- Also known as: 9000, Lifeof9000
- Born: Ramon Rivas Queens, New York City, U.S.
- Genres: R&B; hip hop; pop;
- Occupations: audio engineer, recording artist, television editor
- Years active: 1998–present
- Labels: Ruby Recordings; Republic Records; United Talent Agency;

= Lifeof9000 =

American recording artist and music engineer

Ramon Rivas, better known by the stage name Lifeof9000, is an American music engineer, recording artist, and TV editor.

==Background==

Rivas and his work has been acknowledged and awarded by the Recording Academy for the engineering and co-writing of numerous musical projects, most notably Beyoncé's Lemonade, Jay-Z's Magna Carta Holy Grail, and Ariana Grande's Sweetener album, in addition to other projects involving Cardi B, Alicia Keys, Justin Bieber, Pharrell, Queen Latifah, and Jermaine Dupri.

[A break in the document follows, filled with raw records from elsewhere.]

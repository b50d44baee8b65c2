//! Authentication primitives: login credentials, token claims and the
//! authenticated principal handed to protected operations.

use std::fmt;

use chrono::{DateTime, Utc};
use zeroize::Zeroizing;

use super::error::Error;
use super::identity::{EmailAddress, ExternalId, Identity, Role};
use super::ids::{CustomerId, MechanicId};

/// Domain error returned when login payload values are invalid.
#[derive(Debug, Clone, PartialEq, Eq)]
pub enum LoginValidationError {
    /// Email was blank or malformed.
    InvalidEmail,
    /// Password was blank.
    EmptyPassword,
}

impl fmt::Display for LoginValidationError {
    fn fmt(&self, f: &mut fmt::Formatter<'_>) -> fmt::Result {
        match self {
            Self::InvalidEmail => write!(f, "Invalid email address"),
            Self::EmptyPassword => write!(f, "password must not be empty"),
        }
    }
}

impl std::error::Error for LoginValidationError {}

impl From<LoginValidationError> for Error {
    fn from(value: LoginValidationError) -> Self {
        let field = match value {
            LoginValidationError::InvalidEmail => "email",
            LoginValidationError::EmptyPassword => "password",
        };
        Self::invalid_field(field, "invalid", value.to_string())
    }
}

/// Validated login credentials.
///
/// ## Invariants
/// - `email` satisfies [`EmailAddress`] validation.
/// - `password` is non-empty; whitespace is preserved.
///
/// # Examples
/// ```
/// use mechanic_shop::domain::LoginCredentials;
///
/// let creds = LoginCredentials::try_from_parts("ana@shop.test", "s3cret-pass").unwrap();
/// assert_eq!(creds.email().as_ref(), "ana@shop.test");
/// ```
#[derive(Debug, Clone, PartialEq, Eq)]
pub struct LoginCredentials {
    email: EmailAddress,
    password: Zeroizing<String>,
}

impl LoginCredentials {
    /// Construct credentials from raw email/password inputs.
    pub fn try_from_parts(email: &str, password: &str) -> Result<Self, LoginValidationError> {
        let email = EmailAddress::new(email).map_err(|_| LoginValidationError::InvalidEmail)?;
        if password.is_empty() {
            return Err(LoginValidationError::EmptyPassword);
        }
        Ok(Self {
            email,
            password: Zeroizing::new(password.to_owned()),
        })
    }

    /// Email used to look up the account.
    pub fn email(&self) -> &EmailAddress {
        &self.email
    }

    /// Password supplied by the caller.
    pub fn password(&self) -> &str {
        self.password.as_str()
    }
}

/// Verified contents of a session token.
#[derive(Debug, Clone, PartialEq, Eq)]
pub struct TokenClaims {
    /// Identity the token was issued to.
    pub external_id: ExternalId,
    /// Role partition of the identity.
    pub role: Role,
    /// Revocation counter at issue time.
    pub revocation_counter: i64,
    /// Issue instant.
    pub issued_at: DateTime<Utc>,
    /// Expiry instant.
    pub expires_at: DateTime<Utc>,
}

/// A freshly signed token.
#[derive(Clone, PartialEq, Eq)]
pub struct IssuedToken {
    /// Encoded bearer credential.
    pub token: String,
    /// Expiry instant.
    pub expires_at: DateTime<Utc>,
}

impl fmt::Debug for IssuedToken {
    fn fmt(&self, f: &mut fmt::Formatter<'_>) -> fmt::Result {
        f.debug_struct("IssuedToken")
            .field("token", &"<redacted>")
            .field("expires_at", &self.expires_at)
            .finish()
    }
}

/// Live identity resolved from a verified, unrevoked token.
#[derive(Debug, Clone, PartialEq, Eq)]
pub struct Principal {
    identity: Identity,
}

impl Principal {
    /// Wrap a live identity.
    #[must_use]
    pub const fn new(identity: Identity) -> Self {
        Self { identity }
    }

    /// Role of the caller.
    #[must_use]
    pub const fn role(&self) -> Role {
        self.identity.role()
    }

    /// The caller's live identity record.
    #[must_use]
    pub const fn identity(&self) -> &Identity {
        &self.identity
    }

    /// Consume the principal, returning the identity.
    #[must_use]
    pub fn into_identity(self) -> Identity {
        self.identity
    }

    /// Customer key when the caller is a customer.
    #[must_use]
    pub const fn customer_id(&self) -> Option<CustomerId> {
        match &self.identity {
            Identity::Customer(customer) => Some(customer.id),
            Identity::Mechanic(_) => None,
        }
    }

    /// Mechanic key when the caller is a mechanic.
    #[must_use]
    pub const fn mechanic_id(&self) -> Option<MechanicId> {
        match &self.identity {
            Identity::Mechanic(mechanic) => Some(mechanic.id),
            Identity::Customer(_) => None,
        }
    }

    /// Reject callers whose role is not in `allowed`.
    ///
    /// # Examples
    /// ```no_run
    /// use mechanic_shop::domain::{Principal, Role};
    ///
    /// fn delete_part(principal: &Principal) -> Result<(), mechanic_shop::domain::Error> {
    ///     principal.require_role(&[Role::Mechanic])?;
    ///     Ok(())
    /// }
    /// ```
    pub fn require_role(&self, allowed: &[Role]) -> Result<(), Error> {
        if allowed.contains(&self.role()) {
            Ok(())
        } else {
            Err(Error::forbidden("Forbidden: insufficient role"))
        }
    }
}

Rivas has also engineered and/or contributed to musical records for Nas, Megan Thee Stallion, Kanye West, Drake, Rick Ross, Nicki Minaj, J Balvin, Ed Sheeran, Jennifer Hudson, Destiny's Child, The Dream, Kelly Rowland, Ludacris, Outkast, Ciara, 50 Cent, T-Pain, N.E.R.D, Clipse, Maxwell, Frank Ocean, Kendrick Lamar, 2 Chainz, Ne-Yo, and Blue Ivy Carter. He has also worked on Indian-style urban production, including projects with Timbaland and Nelly Furtado.

In 2017, Utica-based rapper Trizzy signed Lifeof9000 to his first record deal. In May 2017, Lifeof9000 released his debut EP, Touch My Soul. In 2019, Rivas announced the release of his own studio singles, including one with Wu-Tang Clan member Raekwon, amassing coverage in music media.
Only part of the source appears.